Indiana University last year received some of its largest donations ever as it began to wind down its eight-year, $3 billion capital campaign.

And one person who isn’t technically on the development staff is credited as a key player in securing those gifts—President Michael McRobbie.

Pendleton

Sometimes, McRobbie is called in to schmooze with donors in a suite at Memorial Stadium. Other times, he and his wife have dinner with a donor to discuss how he or she can work with the Bloomington-based school.

Last year, McRobbie put his computer science background to use and locked in the second-largest individual gift in IU’s history—$60 million from Silicon Valley tech leader Fred Luddy to create a center for artificial intelligence research and coursework.

IU Foundation CEO Dan Smith said transformational gifts like that don’t happen without McRobbie’s help.

“He plays a very significant role,” Smith said.

Angela White, senior consultant and CEO of Greenwood-based Johnson Grossnickle and Associates, said McRobbie’s “time with those donors is critical to securing those large gifts.”

She also credited McRobbie’s wife, Laurie McRobbie, with playing an important role.

“As a couple, they have done a great, great deal to ensure this campaign is successful,” White said. “That’s how it should happen.”

Smith

The $60 million Luddy donation is the second-largest publicly announced gift from an individual to an Indiana not-for-profit in 2019, according to data compiled by IBJ. IU has three of the 10 biggest gifts on the IBJ list. The school secured $30 million from former U.S. Secretary of the Treasury Paul O’Neill and $20 million from Indianapolis philanthropists and real estate developers Sidney and Lois Eskenazi.

In 2019 overall, Indiana not-for-profits announced gifts of $1 million or more from 45 individuals, totaling nearly $411.6 million.

IU is well represented on the list, with 17 gifts totaling $150 million. And that’s just what was announced. Donors often do not wish to have details of a gift shared publicly. IU Foundation actually recorded 40 gifts of $1 million or more, for more than $201 million, in 2019.

Smith said having three gifts in one year of $20 million or more is “exceptionally rare” for the school.

“These are transformational gifts,” he said.

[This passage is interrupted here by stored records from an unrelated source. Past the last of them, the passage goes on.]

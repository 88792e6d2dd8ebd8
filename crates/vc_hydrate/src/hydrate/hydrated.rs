use alloc::boxed::Box;
use alloc::vec::Vec;
use core::any::Any;

use crate::info::Typed;
use crate::{AssignError, Model, RawKind};

/// The result of converting a raw value into a model type.
///
/// A mapping becomes [`One`](Self::One) model. A sequence becomes
/// [`Many`](Self::Many) results, where a nested sequence is kept as a
/// nested `Many`, so arrays of arrays keep their shape.
///
/// # Examples
///
/// ```
/// use vc_hydrate::{derive::Model, Hydrated, Hydrator};
/// use serde_json::json;
///
/// #[derive(Model, Default, Debug, PartialEq)]
/// struct Cell { v: i32 }
///
/// let hydrator = Hydrator::new();
/// hydrator.register::<Cell>();
///
/// let raw = json!([[{ "v": 1 }, { "v": 2 }], { "v": 3 }]);
/// let grid = hydrator.hydrate_value(&raw, core::any::TypeId::of::<Cell>()).unwrap();
///
/// assert_eq!(grid.len(), 2);
/// assert_eq!(grid.flatten::<Cell>(), [Cell { v: 1 }, Cell { v: 2 }, Cell { v: 3 }]);
/// ```
#[derive(Debug)]
pub enum Hydrated {
    /// A model hydrated from a mapping.
    One(Box<dyn Model>),
    /// The results hydrated from the elements of a sequence, in input order.
    Many(Vec<Hydrated>),
}

impl Hydrated {
    /// The shape of the source value.
    #[inline]
    pub fn kind(&self) -> RawKind {
        match self {
            Self::One(_) => RawKind::Mapping,
            Self::Many(_) => RawKind::Sequence,
        }
    }

    /// The number of direct elements, `1` for a single model.
    #[inline]
    pub fn len(&self) -> usize {
        match self {
            Self::One(_) => 1,
            Self::Many(items) => items.len(),
        }
    }

    /// Returns `true` for an empty sequence.
    ///
    /// The hydrator never produces one, but it can be built by hand.
    #[inline]
    pub fn is_empty(&self) -> bool {
        matches!(self, Self::Many(items) if items.is_empty())
    }

    /// Returns the model, if this is a single model.
    #[inline]
    pub fn as_model(&self) -> Option<&dyn Model> {
        match self {
            Self::One(model) => Some(&**model),
            Self::Many(_) => None,
        }
    }

    /// Returns the elements, if this is a sequence.
    #[inline]
    pub fn as_many(&self) -> Option<&[Hydrated]> {
        match self {
            Self::One(_) => None,
            Self::Many(items) => Some(items),
        }
    }

    /// Unboxes a single model of type `T`.
    pub fn into_model<T: Typed>(self) -> Result<T, AssignError> {
        match self {
            Self::One(model) => {
                let found = model.reflect_model_info().type_path();
                model.take::<T>().map_err(|_| AssignError::ModelMismatch {
                    expected: T::type_path(),
                    found,
                })
            }
            Self::Many(_) => Err(AssignError::Shape {
                target: T::type_path(),
                expected: RawKind::Mapping,
                found: RawKind::Sequence,
            }),
        }
    }

    /// Collects every model of type `T` depth-first, in input order.
    ///
    /// Models of other types are dropped.
    pub fn flatten<T: Any>(self) -> Vec<T> {
        let mut output = Vec::new();
        self.flatten_into(&mut output);
        output
    }

    pub(crate) fn flatten_into<T: Any>(self, output: &mut Vec<T>) {
        match self {
            Self::One(model) => {
                if let Ok(value) = model.take::<T>() {
                    output.push(value);
                }
            }
            Self::Many(items) => {
                for item in items {
                    item.flatten_into(output);
                }
            }
        }
    }
}

#[cfg(test)]
mod tests {
    use alloc::boxed::Box;
    use alloc::vec;

    use super::Hydrated;
    use crate::derive::Model;
    use crate::{AssignError, RawKind};

    #[derive(Model, Default, Debug, PartialEq)]
    struct A {
        x: i32,
    }

    #[derive(Model, Default, Debug, PartialEq)]
    struct B {
        y: i32,
    }

    #[test]
    fn into_model() {
        let one = Hydrated::One(Box::new(A { x: 3 }));
        assert_eq!(one.kind(), RawKind::Mapping);
        assert_eq!(one.into_model::<A>().unwrap(), A { x: 3 });

        let other = Hydrated::One(Box::new(B { y: 1 }));
        assert!(matches!(
            other.into_model::<A>(),
            Err(AssignError::ModelMismatch { .. })
        ));

        let many = Hydrated::Many(vec![]);
        assert!(many.is_empty());
        assert!(matches!(
            many.into_model::<A>(),
            Err(AssignError::Shape {
                found: RawKind::Sequence,
                ..
            })
        ));
    }

    #[test]
    fn flatten_keeps_order() {
        let tree = Hydrated::Many(vec![
            Hydrated::Many(vec![
                Hydrated::One(Box::new(A { x: 1 })),
                Hydrated::One(Box::new(B { y: 0 })),
            ]),
            Hydrated::One(Box::new(A { x: 2 })),
        ]);
        assert_eq!(tree.len(), 2);
        assert!(tree.as_many().unwrap()[1].as_model().is_some());
        assert_eq!(tree.flatten::<A>(), [A { x: 1 }, A { x: 2 }]);
    }
}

The fundraising haul is part of the school’s eight-year capital campaign—For All: The Indiana University Bicentennial Campaign—which is set to end in June. It was IU’s first university-wide campaign, rather than having separate campaigns at different campuses.

Jessica White

And the fundraising has been even more successful than school officials had hoped. Initially, when IU announced it in September 2015, the campaign aimed to raise $2.5 billion. But two years later, the school had already raised more than $2 billion, so officials increased the goal to $3 billion.

And they’ve exceeded that, too, bringing in $3.3 billion as of the end of November.

‘It’s a big deal’

Multibillion-dollar, multi-year capital campaigns are fairly common at higher education institutions. Purdue University, for example, wrapped up its seven-year Ever True campaign last summer. The West Lafayette school raised nearly $2.53 billion, exceeding its goal of nearly $2.02 billion. Northwestern University is nearing the end of a six-year, $5 billion campaign; the University of Michigan closed a five-year, $4 billion campaign in 2018, bringing in $5.28 billion.

Still, fundraising experts say IU’s goal was ambitious.

“It’s still a lot of money; it’s still a lot of donors,” said Jen Pendleton, vice president for Toledo, Ohio-based Aly Sterling Philanthropy’s Indiana office. “It’s still a lot of moving parts. It’s a big deal.”

White said the success of the campaign is a “testament to the long work of IU.”

“The IU Foundation has been a leader in philanthropy,” she said. “They have had a strong, strong legacy there.”

In addition to capital projects, the campaign has brought in enough funding to support more than 5,200 scholarships and fellowships and more than 220 endowed chairs and professorships.

Angela White

Smith said surpassing the goal probably surprised everyone, and he gives credit to the message school leaders tried to share with prospective donors—that giving to IU can have a long-term impact on social good and can change the world.

“That really resonated with people,” Smith said.

The Luddy gift is the second-largest in the school’s history. The largest from an individual donor is $92 million, which came from Jesse and Beulah Cox in 2008, although $15 million of that gift was actually donated in 2005.

Smith said landing the donation from Luddy took 1-1/2 to two years of relationship building and putting together the final proposal.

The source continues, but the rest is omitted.